The game features a career mode, in which players engage in six different disciplines (Bike Freestyle, Bike Racing, Snowboard/Ski Freestyle, Snowboard/Ski Racing, Wingsuit, Rocket Wingsuit). Each of them has its own progression path. Gradually, players would reach important milestones, such as being invited to join competitions like UCI Mountain Bike World Cup, Red Bull Rampage, Red Bull Joyride and the X Games, and signing with real-world sports sponsors. The final objective is to participate in "Riders Ridge Invitational", described as "a never seen before multi-sport competition featuring all sports in one single event". In this event, players can switch between the sport activities at will. As players progress in the career mode, they will unlock new gears, outfits and cosmetic items.

==Development==
The game is currently being developed by Ubisoft Annecy using Ubisoft's proprietary game engine AnvilNext 2.0, from the team that created Steep, also an extreme sports game, in 2016. Development of the game started in 2017, and the development team expanded to include members from other Ubisoft's studios in Montpellier, Belgrade, Pune, Berlin, Kyiv, and Odesa. The development team recreated the national parks using GPS data, and even though the seven locations are distinct regions in real life, the team integrated them together in order to create one single open world for players to explore. The studio also sent a team to visit these parks to ensure that they are accurately represented in the game.

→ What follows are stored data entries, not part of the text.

//! Grouped partitioning and per-group aggregation.

use std::collections::HashMap;

use log::debug;
use serde::{Deserialize, Serialize};

use super::core::Frame;
use crate::column::Column;
use crate::error::{Error, Result};
use crate::index::Index;
use crate::stats::{median, Moments};
use crate::value::Value;

/// Composite key identifying one group, in key-column order.
pub type GroupKey = Vec<Value>;

/// Built-in aggregators. All but `Count` are numeric-only and fail
/// with a type error on a non-numeric column.
#[derive(Debug, Clone, Copy, PartialEq, Eq, Serialize, Deserialize)]
pub enum Aggregate {
    Count,
    Sum,
    Mean,
    Min,
    Max,
    Median,
    Variance,
    StdDev,
    Skewness,
    Kurtosis,
}

/// Row partitions of a frame, in first-seen key order.
pub struct GroupBy<'a> {
    frame: &'a Frame,
    /// Column positions the key is drawn from; empty for key-function
    /// grouping.
    key_columns: Vec<usize>,
    keys: Vec<GroupKey>,
    groups: Vec<Vec<usize>>,
    /// Group of each source row, for cumulative passes.
    assignment: Vec<usize>,
}

impl Frame {
    /// Partition rows by the composite value of the named columns.
    pub fn group_by(&self, columns: &[&str]) -> Result<GroupBy<'_>> {
        let positions = columns
            .iter()
            .map(|c| self.cols.position(c))
            .collect::<Result<Vec<_>>>()?;
        self.group_by_at(&positions)
    }

    /// Partition rows by the composite value of the columns at the
    /// given positions.
    pub fn group_by_at(&self, positions: &[usize]) -> Result<GroupBy<'_>> {
        for &p in positions {
            self.cols.label(p)?;
        }
        if positions.is_empty() {
            return Err(Error::InvalidInput("no grouping columns given".to_string()));
        }
        self.build_groups(positions.to_vec(), |frame, row| {
            positions
                .iter()
                .map(|&c| frame.columns[c].get(row))
                .collect()
        })
    }

    /// Partition rows by a per-row key function.
    pub fn group_by_with<F>(&self, key: F) -> Result<GroupBy<'_>>
    where
        F: Fn(&[Value]) -> Value,
    {
        self.build_groups(Vec::new(), |frame, row| Ok(vec![key(&frame.row(row)?)]))
    }

    fn build_groups<F>(&self, key_columns: Vec<usize>, key_of: F) -> Result<GroupBy<'_>>
    where
        F: Fn(&Frame, usize) -> Result<GroupKey>,
    {
        let mut seen: HashMap<String, usize> = HashMap::new();
        let mut keys: Vec<GroupKey> = Vec::new();
        let mut groups: Vec<Vec<usize>> = Vec::new();
        let mut assignment = Vec::with_capacity(self.length());
        for row in 0..self.length() {
            let key = key_of(self, row)?;
            let rendered = key
                .iter()
                .map(Value::key_string)
                .collect::<Vec<_>>()
                .join("\u{1f}");
            let slot = match seen.get(&rendered) {
                Some(&slot) => slot,
                None => {
                    let slot = keys.len();
                    seen.insert(rendered, slot);
                    keys.push(key);
                    groups.push(Vec::new());
                    slot
                }
            };
            groups[slot].push(row);
            assignment.push(slot);
        }
        debug!("grouped {} rows into {} groups", self.length(), keys.len());
        Ok(GroupBy {
            frame: self,
            key_columns,
            keys,
            groups,
            assignment,
        })
    }
}

impl<'a> GroupBy<'a> {
    /// Number of groups.
    pub fn len(&self) -> usize {
        self.keys.len()
    }

    pub fn is_empty(&self) -> bool {
        self.keys.is_empty()
    }

    /// Group keys in first-seen order.
    pub fn keys(&self) -> &[GroupKey] {
        &self.keys
    }

    /// Materialize every partition as an independent sub-frame,
    /// original row labels preserved.
    pub fn groups(&self) -> Result<Vec<Frame>> {
        self.groups
            .iter()
            .map(|rows| self.frame.select_positions(rows))
            .collect()
    }

    /// Replace every group with one row, applying `f` to each non-key
    /// column's cells within the group.
    pub fn aggregate_with<F>(&self, f: F) -> Result<Frame>
    where
        F: Fn(&[Value]) -> Value,
    {
        self.materialize(|column, rows| {
            let cells = rows
                .iter()
                .map(|&r| column.get(r))
                .collect::<Result<Vec<_>>>()?;
            Ok(f(&cells))
        })
    }

    /// Apply a built-in aggregator to every non-key column. Each
    /// non-key column is checked up front: anything non-numeric fails
    /// with a type error (`Count` excepted), before any output exists.
    pub fn agg(&self, op: Aggregate) -> Result<Frame> {
        if op != Aggregate::Count {
            for (c, label) in self.frame.cols.labels().iter().enumerate() {
                if !self.key_columns.contains(&c) && !aggregable(&self.frame.columns[c]) {
                    return Err(Error::Type(format!(
                        "{:?} requires a numeric column, but {:?} is not",
                        op, label
                    )));
                }
            }
        }
        self.materialize(|column, rows| apply_aggregate(op, column, rows))
    }

    pub fn count(&self) -> Result<Frame> {
        self.agg(Aggregate::Count)
    }

    pub fn sum(&self) -> Result<Frame> {
        self.agg(Aggregate::Sum)
    }

    pub fn mean(&self) -> Result<Frame> {
        self.agg(Aggregate::Mean)
    }

    pub fn min(&self) -> Result<Frame> {
        self.agg(Aggregate::Min)
    }

    pub fn max(&self) -> Result<Frame> {
        self.agg(Aggregate::Max)
    }

    pub fn median(&self) -> Result<Frame> {
        self.agg(Aggregate::Median)
    }

    pub fn var(&self) -> Result<Frame> {
        self.agg(Aggregate::Variance)
    }

    pub fn std(&self) -> Result<Frame> {
        self.agg(Aggregate::StdDev)
    }

    pub fn skew(&self) -> Result<Frame> {
        self.agg(Aggregate::Skewness)
    }

    pub fn kurt(&self) -> Result<Frame> {
        self.agg(Aggregate::Kurtosis)
    }

    /// Running per-group aggregate, one output row per source row in
    /// source order. Key columns pass through unchanged; every other
    /// column must be numeric. A null cell emits null and leaves the
    /// accumulator untouched. Supported: count, sum, mean, min, max.
    pub fn cumulative(&self, op: Aggregate) -> Result<Frame> {
        match op {
            Aggregate::Count
            | Aggregate::Sum
            | Aggregate::Mean
            | Aggregate::Min
            | Aggregate::Max => {}
            other => {
                return Err(Error::InvalidInput(format!(
                    "{:?} has no cumulative variant",
                    other
                )))
            }
        }
        let value_cols: Vec<usize> = (0..self.frame.size())
            .filter(|c| !self.key_columns.contains(c))
            .collect();
        for &c in &value_cols {
            if !aggregable(&self.frame.columns[c]) {
                return Err(Error::Type(format!(
                    "cumulative {:?} requires numeric columns, but {:?} is not",
                    op,
                    self.frame.cols.label(c)?
                )));
            }
        }
        let mut running: Vec<Vec<Moments>> =
            vec![vec![Moments::new(); value_cols.len()]; self.len()];
        let mut out_columns: Vec<Column> = self
            .frame
            .cols
            .labels()
            .iter()
            .map(|_| Column::new())
            .collect();
        for row in 0..self.frame.length() {
            let slot = self.assignment[row];
            for (vi, &c) in value_cols.iter().enumerate() {
                let cell = self.frame.columns[c].get(row)?;
                let out = match cell.as_f64() {
                    Some(x) => {
                        let acc = &mut running[slot][vi];
                        acc.push(x);
                        match op {
                            Aggregate::Count => Value::Int64(acc.count() as i64),
                            Aggregate::Sum => Value::from(acc.sum()),
                            Aggregate::Mean => Value::from(acc.mean()),
                            Aggregate::Min => Value::from(acc.min()),
                            Aggregate::Max => Value::from(acc.max()),
                            _ => Value::Null,
                        }
                    }
                    None => Value::Null,
                };
                out_columns[c].push(out);
            }
            for &c in &self.key_columns {
                out_columns[c].push(self.frame.columns[c].get(row)?);
            }
        }
        Ok(Frame {
            rows: self.frame.rows.clone(),
            cols: self.frame.cols.clone(),
            columns: out_columns,
        })
    }

    /// Per-group battery {count, mean, std, var, min, max} for every
    /// numeric non-key column, one row per group and one output column
    /// per (column, statistic).
    pub fn describe(&self) -> Result<Frame> {
        let mut out = self.keyed_skeleton()?;
        for (c, label) in self.frame.cols.labels().iter().enumerate() {
            if self.key_columns.contains(&c) || !self.frame.columns[c].is_numeric() {
                continue;
            }
            let mut per_stat: Vec<Vec<Value>> = vec![Vec::with_capacity(self.len()); 6];
            for rows in &self.groups {
                let moments = collect_moments(&self.frame.columns[c], rows)?;
                per_stat[0].push(Value::Int64(moments.count() as i64));
                per_stat[1].push(Value::from(moments.mean()));
                per_stat[2].push(Value::from(moments.stddev()));
                per_stat[3].push(Value::from(moments.variance()));
                per_stat[4].push(Value::from(moments.min()));
                per_stat[5].push(Value::from(moments.max()));
            }
            for (stat, cells) in ["count", "mean", "std", "var", "min", "max"]
                .iter()
                .zip(per_stat)
            {
                out.add_values(format!("{}_{}", label, stat), cells)?;
            }
        }
        Ok(out)
    }

    /// One output row per group: row labels from the rendered keys,
    /// key columns holding each group's key values.
    fn keyed_skeleton(&self) -> Result<Frame> {
        let mut rows = Index::new();
        for key in &self.keys {
            let label = key
                .iter()
                .map(|v| v.to_string())
                .collect::<Vec<_>>()
                .join(", ");
            if rows.contains(&label) {
                rows.add_synthesized();
            } else {
                rows.add(label)?;
            }
        }
        let mut out = Frame {
            rows,
            cols: Index::new(),
            columns: Vec::new(),
        };
        for (ki, &c) in self.key_columns.iter().enumerate() {
            let cells = self.keys.iter().map(|k| k[ki].clone()).collect();
            out.add_values(self.frame.cols.label(c)?.to_string(), cells)?;
        }
        Ok(out)
    }

    /// Shared materialization for aggregate paths: the skeleton plus
    /// one aggregated cell per (group, non-key column).
    fn materialize<F>(&self, cell: F) -> Result<Frame>
    where
        F: Fn(&Column, &[usize]) -> Result<Value>,
    {
        let mut out = self.keyed_skeleton()?;
        for (c, label) in self.frame.cols.labels().iter().enumerate() {
            if self.key_columns.contains(&c) {
                continue;
            }
            let cells = self
                .groups
                .iter()
                .map(|rows| cell(&self.frame.columns[c], rows))
                .collect::<Result<Vec<_>>>()?;
            out.add_values(label.clone(), cells)?;
        }
        Ok(out)
    }
}

/// Whether a column may feed the numeric-only aggregators: packed
/// numerics always; untyped columns when no non-null cell is
/// non-numeric (an all-null column aggregates to null, not an error).
fn aggregable(column: &Column) -> bool {
    match column {
        Column::Int64 { .. } | Column::Float64 { .. } => true,
        Column::Untyped(values) => values.iter().all(|v| v.is_null() || v.is_numeric()),
        _ => false,
    }
}

fn collect_moments(column: &Column, rows: &[usize]) -> Result<Moments> {
    let mut moments = Moments::new();
    for &r in rows {
        if let Some(x) = column.get(r)?.as_f64() {
            moments.push(x);
        }
    }
    Ok(moments)
}

fn apply_aggregate(op: Aggregate, column: &Column, rows: &[usize]) -> Result<Value> {
    if op == Aggregate::Count {
        let mut n = 0i64;
        for &r in rows {
            if !column.get(r)?.is_null() {
                n += 1;
            }
        }
        return Ok(Value::Int64(n));
    }
    if op == Aggregate::Median {
        let mut values = Vec::new();
        for &r in rows {
            if let Some(x) = column.get(r)?.as_f64() {
                values.push(x);
            }
        }
        return Ok(Value::from(median(&mut values)));
    }
    let moments = collect_moments(column, rows)?;
    let result = match op {
        Aggregate::Sum => moments.sum(),
        Aggregate::Mean => moments.mean(),
        Aggregate::Min => moments.min(),
        Aggregate::Max => moments.max(),
        Aggregate::Variance => moments.variance(),
        Aggregate::StdDev => moments.stddev(),
        Aggregate::Skewness => moments.skewness(),
        Aggregate::Kurtosis => moments.kurtosis(),
        Aggregate::Count | Aggregate::Median => None,
    };
    Ok(Value::from(result))
}

impl Frame {
    /// Frame-wide battery {count, mean, std, var, min, max}: one row
    /// per statistic, one column per numeric column.
    pub fn describe(&self) -> Result<Frame> {
        let mut out = Frame::new();
        let mut first = true;
        for (c, label) in self.cols.labels().iter().enumerate() {
            if !self.columns[c].is_numeric() {
                continue;
            }
            let all: Vec<usize> = (0..self.length()).collect();
            let moments = collect_moments(&self.columns[c], &all)?;
            if first {
                for stat in ["count", "mean", "std", "var", "min", "max"] {
                    out.rows.add(stat.to_string())?;
                }
                first = false;
            }
            out.add_values(
                label.clone(),
                vec![
                    Value::Int64(moments.count() as i64),
                    Value::from(moments.mean()),
                    Value::from(moments.stddev()),
                    Value::from(moments.variance()),
                    Value::from(moments.min()),
                    Value::from(moments.max()),
                ],
            )?;
        }
        Ok(out)
    }
}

Like Steep, the game is not a simulation video game, as the team designed the gameplay to be as accessible as possible. The team worked with experts and athletes to ensure that each activity featured is authentic. For instance, different bike brands have stats that would "mimic real life behaviour". The gameplay was designed to be a social game which emphasizes "excitement and camaraderie of online community". This decision was made after Steep was offered as a free game for PlayStation Plus members in early 2019, which went on to attract more than 10 million new players.

Riders Republic was announced on September 10, 2020 during the Ubisoft Forward digital event. The game was set to be released on February 25, 2021, but it was delayed by Ubisoft in January 2021. The game was then set to be released on September 2, 2021, but was delayed to October 28. Players who pre-ordered the game would receive the Bunny Pack, which adds additional cosmetic items into the game. The game would be supported extensively with post-launch downloadable content. It was released for Windows, PlayStation 4, PlayStation 5, Stadia, Xbox One and Xbox Series X on October 28, 2021.

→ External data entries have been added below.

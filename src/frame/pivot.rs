//! Pivot, melt, and reshape between long and wide layouts.

use log::debug;

use super::core::Frame;
use crate::column::Column;
use crate::error::{Error, Result};
use crate::index::Index;
use crate::value::Value;

/// Column label holding the source column names in melted output.
pub const MELT_VARIABLE_COLUMN: &str = "variable";
/// Column label holding the source cells in melted output.
pub const MELT_VALUE_COLUMN: &str = "value";

impl Frame {
    /// Long-to-wide: one output row per distinct `row_key` value and
    /// one output column per distinct `col_key` value, both in first
    /// appearance order. With a single value column the output columns
    /// carry the bare `col_key` values; with several they carry
    /// compound `(value_col, col_key)` labels. When two source rows
    /// map to the same cell the later row wins.
    pub fn pivot(&self, row_key: &str, col_key: &str, value_cols: &[&str]) -> Result<Frame> {
        if value_cols.is_empty() {
            return Err(Error::InvalidInput("no value columns given".to_string()));
        }
        let rk = self.cols.position(row_key)?;
        let ck = self.cols.position(col_key)?;
        let vs = value_cols
            .iter()
            .map(|c| self.cols.position(c))
            .collect::<Result<Vec<_>>>()?;

        let mut rows = Index::new();
        let mut cols = Index::new();
        let mut cells: Vec<Vec<Value>> = Vec::new();
        for r in 0..self.length() {
            let row_label = self.columns[rk].get(r)?.to_string();
            let ri = match self.pivot_slot(&mut rows, &row_label)? {
                Some(new) => {
                    for column in &mut cells {
                        column.push(Value::Null);
                    }
                    new
                }
                None => rows.position(&row_label)?,
            };
            let col_value = self.columns[ck].get(r)?.to_string();
            for (&v, &name) in vs.iter().zip(value_cols) {
                let col_label = if vs.len() == 1 {
                    col_value.clone()
                } else {
                    format!("({}, {})", name, col_value)
                };
                let ci = match self.pivot_slot(&mut cols, &col_label)? {
                    Some(new) => {
                        cells.push(vec![Value::Null; rows.len()]);
                        new
                    }
                    None => cols.position(&col_label)?,
                };
                cells[ci][ri] = self.columns[v].get(r)?;
            }
        }
        debug!(
            "pivoted {} rows into {}x{}",
            self.length(),
            rows.len(),
            cols.len()
        );
        let columns = cells.into_iter().map(Column::from_values).collect();
        Ok(Frame {
            rows,
            cols,
            columns,
        })
    }

    fn pivot_slot(&self, index: &mut Index, label: &str) -> Result<Option<usize>> {
        if index.contains(label) {
            return Ok(None);
        }
        Ok(Some(index.add(label.to_string())?))
    }

    /// Wide-to-long: keep `id_cols` as-is and unpivot every other
    /// column into `variable`/`value` pairs, one output row per
    /// (source row, unpivoted column). Row labels are synthesized.
    pub fn melt(&self, id_cols: &[&str]) -> Result<Frame> {
        let ids = id_cols
            .iter()
            .map(|c| self.cols.position(c))
            .collect::<Result<Vec<_>>>()?;
        let unpivoted: Vec<usize> = (0..self.size()).filter(|c| !ids.contains(c)).collect();

        let mut out = Frame::new();
        let total = self.length() * unpivoted.len();
        let mut id_cells: Vec<Vec<Value>> = vec![Vec::with_capacity(total); ids.len()];
        let mut variables = Vec::with_capacity(total);
        let mut values = Vec::with_capacity(total);
        for r in 0..self.length() {
            for &c in &unpivoted {
                for (slot, &id) in ids.iter().enumerate() {
                    id_cells[slot].push(self.columns[id].get(r)?);
                }
                variables.push(Value::Str(self.cols.label(c)?.to_string()));
                values.push(self.columns[c].get(r)?);
            }
        }
        for _ in 0..total {
            out.rows.add_synthesized();
        }
        for (slot, &id) in ids.iter().enumerate() {
            out.add_values(
                self.cols.label(id)?.to_string(),
                std::mem::take(&mut id_cells[slot]),
            )?;
        }
        out.add_values(MELT_VARIABLE_COLUMN, variables)?;
        out.add_values(MELT_VALUE_COLUMN, values)?;
        Ok(out)
    }

    /// Resize to `rows` x `cols`, keeping the top-left overlap and
    /// padding growth with nulls. New labels are synthesized ordinals.
    pub fn reshape(&self, rows: usize, cols: usize) -> Result<Frame> {
        let mut out = Frame::new();
        for r in 0..rows {
            match self.rows.labels().get(r) {
                Some(label) => {
                    out.rows.add(label.clone())?;
                }
                None => {
                    out.rows.add_synthesized();
                }
            }
        }
        for c in 0..cols {
            let mut cells = Vec::with_capacity(rows);
            for r in 0..rows {
                cells.push(if c < self.size() && r < self.length() {
                    self.columns[c].get(r)?
                } else {
                    Value::Null
                });
            }
            match self.cols.labels().get(c) {
                Some(label) => out.add_values(label.clone(), cells)?,
                None => {
                    let label = out.cols.synthesize();
                    out.add_values(label, cells)?;
                }
            }
        }
        Ok(out)
    }

    /// Reindex to the given label lists. Labels present in this frame
    /// keep their cells; labels absent from it come up all-null.
    pub fn reshape_by(&self, row_labels: &[&str], col_labels: &[&str]) -> Result<Frame> {
        let mut out = Frame::new();
        for &label in row_labels {
            out.rows.add(label.to_string())?;
        }
        for &label in col_labels {
            let mut cells = Vec::with_capacity(row_labels.len());
            match self.cols.position(label) {
                Ok(c) => {
                    for &row in row_labels {
                        cells.push(match self.rows.position(row) {
                            Ok(r) => self.columns[c].get(r)?,
                            Err(_) => Value::Null,
                        });
                    }
                }
                Err(_) => cells.resize(row_labels.len(), Value::Null),
            }
            out.add_values(label.to_string(), cells)?;
        }
        Ok(out)
    }
}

A skateboarding add-on was released on September 26, 2023.

== Reception ==

Riders Republic received "generally favourable" reviews, according to review aggregator website Metacritic. Game Informer awarded the game a 6.75, outlining that "Even though I liked the racing in Riders Republic, overall, I can't say I enjoyed my time with it. It's a missed opportunity of a game, focusing on all the wrong things, making for an experience worth skipping."

Other reviewers were much more positive in nature, such as GamesRadar, saying that it "prioritizes fun, freedom, and community".

Aggregate score
| Aggregator | Score |
|---|---|
| Metacritic | (PC) 78/100 (PS5) 77/100 (XSX) 79/100 |

Review scores
| Publication | Score |
|---|---|
| Destructoid | 7.5/10 |
| Game Informer | 6.75/10 |
| GameSpot | 8/10 |
| GamesRadar+ | 4/5 |
| Hardcore Gamer | 4/5 |
| IGN | 8/10 |
| PC Gamer (US) | 71/100 |
| PCGamesN | 9/10 |
| Push Square | 7/10 |
| Shacknews | 8/10 |
| VG247 | 4/5 |

===Awards and accolades===
Riders Republic was nominated for Best Sports/Racing Game at The Game Awards 2021, as well as Sports Game of the Year at the 25th Annual D.I.C.E. Awards.

==Film adaptation==
On May 14, 2025, a film adaptation of Riders Republic was announced with Adil El Arbi and Bilall Fallah set as directors and Gaumont co-producing alongside Ubisoft Film & Television.